*Your goal*
Which lines below contain the word "MsghFlags"? Copy each one.

——

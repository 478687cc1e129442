// Copyright 2026 Open Nexus OS Contributors
// SPDX-License-Identifier: Apache-2.0

#![cfg_attr(not(any(test, feature = "std")), no_std)]
#![forbid(unsafe_code)]
#![deny(clippy::all, missing_docs)]

//! CONTEXT: Darwin Mach message ABI consumed by the multiprocess rendezvous fixture
//! OWNERS: @runtime
//! PUBLIC API: MsgHeader, MsgBody, PortDescriptor, Disposition, MsgOptions, HelloMessage,
//!   decode_received, AuditTrailer, IdentityRecord, kern::*
//! DEPENDS_ON: no_std, bitflags
//! INVARIANTS: Header is 24 bytes LE; hello message is 40 bytes; audit trailer is 52 bytes;
//!   offsets mirror <mach/message.h> under `#pragma pack(4)` on 64-bit Darwin
//!
//! Every Darwin target is little-endian, so the `*_le_bytes` codecs below produce the exact
//! in-memory image `mach_msg` reads and writes.

pub mod hello;
pub mod kern;
pub mod trailer;

pub use hello::{
    decode_received, DecodeError, FieldMismatch, HelloExpectations, HelloField, HelloMessage,
    ReceivedHello, HELLO_RECEIVE_SIZE, HELLO_SIZE,
};
pub use trailer::{
    AuditToken, AuditTrailer, ExpectedIdentity, IdentityField, IdentityMismatch, IdentityRecord,
    AUDIT_TRAILER_SIZE, TRAILER_FORMAT_0,
};

/// Port name as seen from one task's name space (`mach_port_name_t`).
pub type PortName = u32;

/// `MACH_PORT_NULL`.
pub const PORT_NULL: PortName = 0;

/// Size of `mach_msg_header_t`.
pub const HEADER_SIZE: usize = 24;
/// Size of `mach_msg_body_t`.
pub const BODY_SIZE: usize = 4;
/// Size of `mach_msg_port_descriptor_t`.
pub const PORT_DESCRIPTOR_SIZE: usize = 12;
/// Size of the minimal `mach_msg_trailer_t` the kernel always appends.
pub const TRAILER_MIN_SIZE: usize = 8;

/// Port right dispositions (`MACH_MSG_TYPE_*`).
#[repr(u8)]
#[derive(Clone, Copy, Debug, PartialEq, Eq, Hash)]
pub enum Disposition {
    /// `MACH_MSG_TYPE_MOVE_RECEIVE`, also reported as `MACH_MSG_TYPE_PORT_RECEIVE`.
    MoveReceive = 16,
    /// `MACH_MSG_TYPE_MOVE_SEND`, also reported as `MACH_MSG_TYPE_PORT_SEND`.
    MoveSend = 17,
    /// `MACH_MSG_TYPE_MOVE_SEND_ONCE`.
    MoveSendOnce = 18,
    /// `MACH_MSG_TYPE_COPY_SEND`: the sender keeps its own send right.
    CopySend = 19,
    /// `MACH_MSG_TYPE_MAKE_SEND`: a send right is minted from the sender's receive right.
    MakeSend = 20,
    /// `MACH_MSG_TYPE_MAKE_SEND_ONCE`.
    MakeSendOnce = 21,
    /// `MACH_MSG_TYPE_COPY_RECEIVE`.
    CopyReceive = 22,
}

impl Disposition {
    /// Decodes a raw disposition byte.
    pub const fn from_raw(raw: u8) -> Option<Self> {
        match raw {
            16 => Some(Self::MoveReceive),
            17 => Some(Self::MoveSend),
            18 => Some(Self::MoveSendOnce),
            19 => Some(Self::CopySend),
            20 => Some(Self::MakeSend),
            21 => Some(Self::MakeSendOnce),
            22 => Some(Self::CopyReceive),
            _ => None,
        }
    }

    /// Returns the raw disposition byte.
    pub const fn raw(self) -> u8 {
        self as u8
    }

    /// Disposition the receiver observes once the kernel has copied the right in.
    pub const fn received(self) -> Self {
        match self {
            Self::MoveReceive | Self::CopyReceive => Self::MoveReceive,
            Self::MoveSend | Self::CopySend | Self::MakeSend => Self::MoveSend,
            Self::MoveSendOnce | Self::MakeSendOnce => Self::MoveSendOnce,
        }
    }

    /// Returns `true` when the receiver ends up holding a (multi-use) send right.
    pub const fn yields_send(self) -> bool {
        matches!(self.received(), Self::MoveSend)
    }
}

bitflags::bitflags! {
    /// Flag bits of `msgh_bits` outside the disposition fields.
    #[derive(Clone, Copy, Debug, PartialEq, Eq, Hash)]
    pub struct MsghFlags: u32 {
        /// `MACH_MSGH_BITS_COMPLEX`: a body with descriptors follows the header.
        const COMPLEX = 0x8000_0000;
    }
}

bitflags::bitflags! {
    /// `mach_msg` option word.
    #[derive(Clone, Copy, Debug, PartialEq, Eq, Hash)]
    pub struct MsgOptions: i32 {
        /// `MACH_SEND_MSG`.
        const SEND_MSG = 0x0000_0001;
        /// `MACH_RCV_MSG`.
        const RCV_MSG = 0x0000_0002;
        /// `MACH_SEND_TIMEOUT`.
        const SEND_TIMEOUT = 0x0000_0010;
        /// `MACH_RCV_TIMEOUT`.
        const RCV_TIMEOUT = 0x0000_0100;
        /// `MACH_RCV_TRAILER_TYPE(MACH_MSG_TRAILER_FORMAT_0) |
        /// MACH_RCV_TRAILER_ELEMENTS(MACH_RCV_TRAILER_AUDIT)`.
        const RCV_TRAILER_AUDIT = 3 << 24;
    }
}

/// `MACH_MSG_TIMEOUT_NONE`.
pub const MSG_TIMEOUT_NONE: u32 = 0;

/// Descriptor type tags (`MACH_MSG_*_DESCRIPTOR`).
pub mod descriptor_type {
    /// `MACH_MSG_PORT_DESCRIPTOR`.
    pub const PORT: u8 = 0;
    /// `MACH_MSG_OOL_DESCRIPTOR`: raw out-of-line data.
    pub const OOL: u8 = 1;
}

/// Packs remote and local dispositions the way `MACH_MSGH_BITS` does.
pub const fn msgh_bits(remote: Disposition, local: Disposition) -> u32 {
    remote as u32 | ((local as u32) << 8)
}

/// Extracts the remote-port disposition (`MACH_MSGH_BITS_REMOTE`).
pub const fn msgh_bits_remote(bits: u32) -> u8 {
    (bits & 0x1f) as u8
}

/// Extracts the local-port disposition (`MACH_MSGH_BITS_LOCAL`).
pub const fn msgh_bits_local(bits: u32) -> u8 {
    ((bits >> 8) & 0x1f) as u8
}

pub(crate) fn le_u32(bytes: &[u8], at: usize) -> u32 {
    u32::from_le_bytes([bytes[at], bytes[at + 1], bytes[at + 2], bytes[at + 3]])
}

/// `mach_msg_header_t`.
#[repr(C, align(4))]
#[derive(Clone, Copy, Debug, Default, PartialEq, Eq)]
pub struct MsgHeader {
    /// Dispositions of the two header ports plus [`MsghFlags`].
    pub bits: u32,
    /// Total message size, header included, trailer excluded.
    pub size: u32,
    /// Destination on send; reply port on receive.
    pub remote_port: PortName,
    /// Reply port on send; destination on receive.
    pub local_port: PortName,
    /// Voucher port (unused here).
    pub voucher_port: PortName,
    /// Message id.
    pub id: i32,
}

impl MsgHeader {
    /// Returns the flag portion of `bits`.
    pub const fn flags(&self) -> MsghFlags {
        MsghFlags::from_bits_truncate(self.bits)
    }

    /// Returns `true` when the header announces a descriptor body.
    pub const fn is_complex(&self) -> bool {
        self.bits & MsghFlags::COMPLEX.bits() != 0
    }

    /// Serialises the header to a little-endian byte array.
    pub fn to_le_bytes(&self) -> [u8; HEADER_SIZE] {
        let mut buf = [0_u8; HEADER_SIZE];
        buf[0..4].copy_from_slice(&self.bits.to_le_bytes());
        buf[4..8].copy_from_slice(&self.size.to_le_bytes());
        buf[8..12].copy_from_slice(&self.remote_port.to_le_bytes());
        buf[12..16].copy_from_slice(&self.local_port.to_le_bytes());
        buf[16..20].copy_from_slice(&self.voucher_port.to_le_bytes());
        buf[20..24].copy_from_slice(&self.id.to_le_bytes());
        buf
    }

    /// Reads a header from the front of `bytes`, or `None` if it is too short.
    pub fn parse(bytes: &[u8]) -> Option<Self> {
        if bytes.len() < HEADER_SIZE {
            return None;
        }
        Some(Self {
            bits: le_u32(bytes, 0),
            size: le_u32(bytes, 4),
            remote_port: le_u32(bytes, 8),
            local_port: le_u32(bytes, 12),
            voucher_port: le_u32(bytes, 16),
            id: le_u32(bytes, 20) as i32,
        })
    }
}

/// `mach_msg_body_t`.
#[repr(C, align(4))]
#[derive(Clone, Copy, Debug, Default, PartialEq, Eq)]
pub struct MsgBody {
    /// Number of descriptors that follow.
    pub descriptor_count: u32,
}

impl MsgBody {
    /// Serialises the body to a little-endian byte array.
    pub fn to_le_bytes(&self) -> [u8; BODY_SIZE] {
        self.descriptor_count.to_le_bytes()
    }

    /// Reads a body from the front of `bytes`.
    pub fn parse(bytes: &[u8]) -> Option<Self> {
        if bytes.len() < BODY_SIZE {
            return None;
        }
        Some(Self { descriptor_count: le_u32(bytes, 0) })
    }
}

/// `mach_msg_port_descriptor_t`.
///
/// The C definition packs `pad2:16, disposition:8, type:8` into the last word; on a
/// little-endian target that is two bytes of padding followed by one byte each.
#[repr(C, align(4))]
#[derive(Clone, Copy, Debug, Default, PartialEq, Eq)]
pub struct PortDescriptor {
    /// Port name carried by the descriptor.
    pub name: PortName,
    /// Padding word.
    pub pad1: u32,
    /// Padding half-word.
    pub pad2: u16,
    /// Raw [`Disposition`].
    pub disposition: u8,
    /// Descriptor type tag, see [`descriptor_type`].
    pub ty: u8,
}

impl PortDescriptor {
    /// Creates a port descriptor carrying `name` with `disposition`.
    pub const fn new(name: PortName, disposition: Disposition) -> Self {
        Self { name, pad1: 0, pad2: 0, disposition: disposition as u8, ty: descriptor_type::PORT }
    }

    /// Serialises the descriptor to a little-endian byte array.
    pub fn to_le_bytes(&self) -> [u8; PORT_DESCRIPTOR_SIZE] {
        let mut buf = [0_u8; PORT_DESCRIPTOR_SIZE];
        buf[0..4].copy_from_slice(&self.name.to_le_bytes());
        buf[4..8].copy_from_slice(&self.pad1.to_le_bytes());
        buf[8..10].copy_from_slice(&self.pad2.to_le_bytes());
        buf[10] = self.disposition;
        buf[11] = self.ty;
        buf
    }

    /// Reads a descriptor from the front of `bytes`.
    pub fn parse(bytes: &[u8]) -> Option<Self> {
        if bytes.len() < PORT_DESCRIPTOR_SIZE {
            return None;
        }
        Some(Self {
            name: le_u32(bytes, 0),
            pad1: le_u32(bytes, 4),
            pad2: u16::from_le_bytes([bytes[8], bytes[9]]),
            disposition: bytes[10],
            ty: bytes[11],
        })
    }
}

#[cfg(test)]
mod tests {
    use super::*;
    use core::mem::{align_of, offset_of, size_of};

    #[test]
    fn header_layout() {
        assert_eq!(size_of::<MsgHeader>(), HEADER_SIZE);
        assert_eq!(align_of::<MsgHeader>(), 4);
        assert_eq!(offset_of!(MsgHeader, bits), 0);
        assert_eq!(offset_of!(MsgHeader, size), 4);
        assert_eq!(offset_of!(MsgHeader, remote_port), 8);
        assert_eq!(offset_of!(MsgHeader, local_port), 12);
        assert_eq!(offset_of!(MsgHeader, voucher_port), 16);
        assert_eq!(offset_of!(MsgHeader, id), 20);
    }

    #[test]
    fn descriptor_layout() {
        assert_eq!(size_of::<MsgBody>(), BODY_SIZE);
        assert_eq!(size_of::<PortDescriptor>(), PORT_DESCRIPTOR_SIZE);
        assert_eq!(offset_of!(PortDescriptor, pad2), 8);
        assert_eq!(offset_of!(PortDescriptor, disposition), 10);
        assert_eq!(offset_of!(PortDescriptor, ty), 11);
    }

    #[test]
    fn header_golden_vector() {
        // bits=bits(COPY_SEND, MAKE_SEND)|COMPLEX, size=40, remote=0x1103, local=0x2207
        const VECTOR: [u8; HEADER_SIZE] = [
            0x13, 0x14, 0x00, 0x80, 0x28, 0x00, 0x00, 0x00, 0x03, 0x11, 0x00, 0x00, 0x07, 0x22,
            0x00, 0x00, 0x00, 0x00, 0x00, 0x00, 0x00, 0x00, 0x00, 0x00,
        ];
        let header = MsgHeader {
            bits: msgh_bits(Disposition::CopySend, Disposition::MakeSend)
                | MsghFlags::COMPLEX.bits(),
            size: 40,
            remote_port: 0x1103,
            local_port: 0x2207,
            voucher_port: PORT_NULL,
            id: 0,
        };
        assert_eq!(
            header.to_le_bytes(),
            VECTOR,
            "golden vector out of date; expected bytes: {:02x?}",
            header.to_le_bytes()
        );
        assert_eq!(MsgHeader::parse(&VECTOR), Some(header));
        assert!(header.is_complex());
    }

    #[test]
    fn bits_accessors() {
        let bits = msgh_bits(Disposition::MoveSend, Disposition::MakeSend);
        assert_eq!(msgh_bits_remote(bits), Disposition::MoveSend.raw());
        assert_eq!(msgh_bits_local(bits), Disposition::MakeSend.raw());
    }

    #[test]
    fn received_dispositions() {
        assert_eq!(Disposition::CopySend.received(), Disposition::MoveSend);
        assert_eq!(Disposition::MakeSend.received(), Disposition::MoveSend);
        assert_eq!(Disposition::MakeSendOnce.received(), Disposition::MoveSendOnce);
        assert!(!Disposition::MoveReceive.yields_send());
        assert_eq!(Disposition::from_raw(23), None);
    }

    #[test]
    fn short_input_is_rejected() {
        assert_eq!(MsgHeader::parse(&[0u8; HEADER_SIZE - 1]), None);
        assert_eq!(PortDescriptor::parse(&[0u8; 4]), None);
    }
}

——

*Written solution*
    pub struct MsghFlags: u32 {
    /// Dispositions of the two header ports plus [`MsghFlags`].
    pub const fn flags(&self) -> MsghFlags {
        MsghFlags::from_bits_truncate(self.bits)
        self.bits & MsghFlags::COMPLEX.bits() != 0
                | MsghFlags::COMPLEX.bits(),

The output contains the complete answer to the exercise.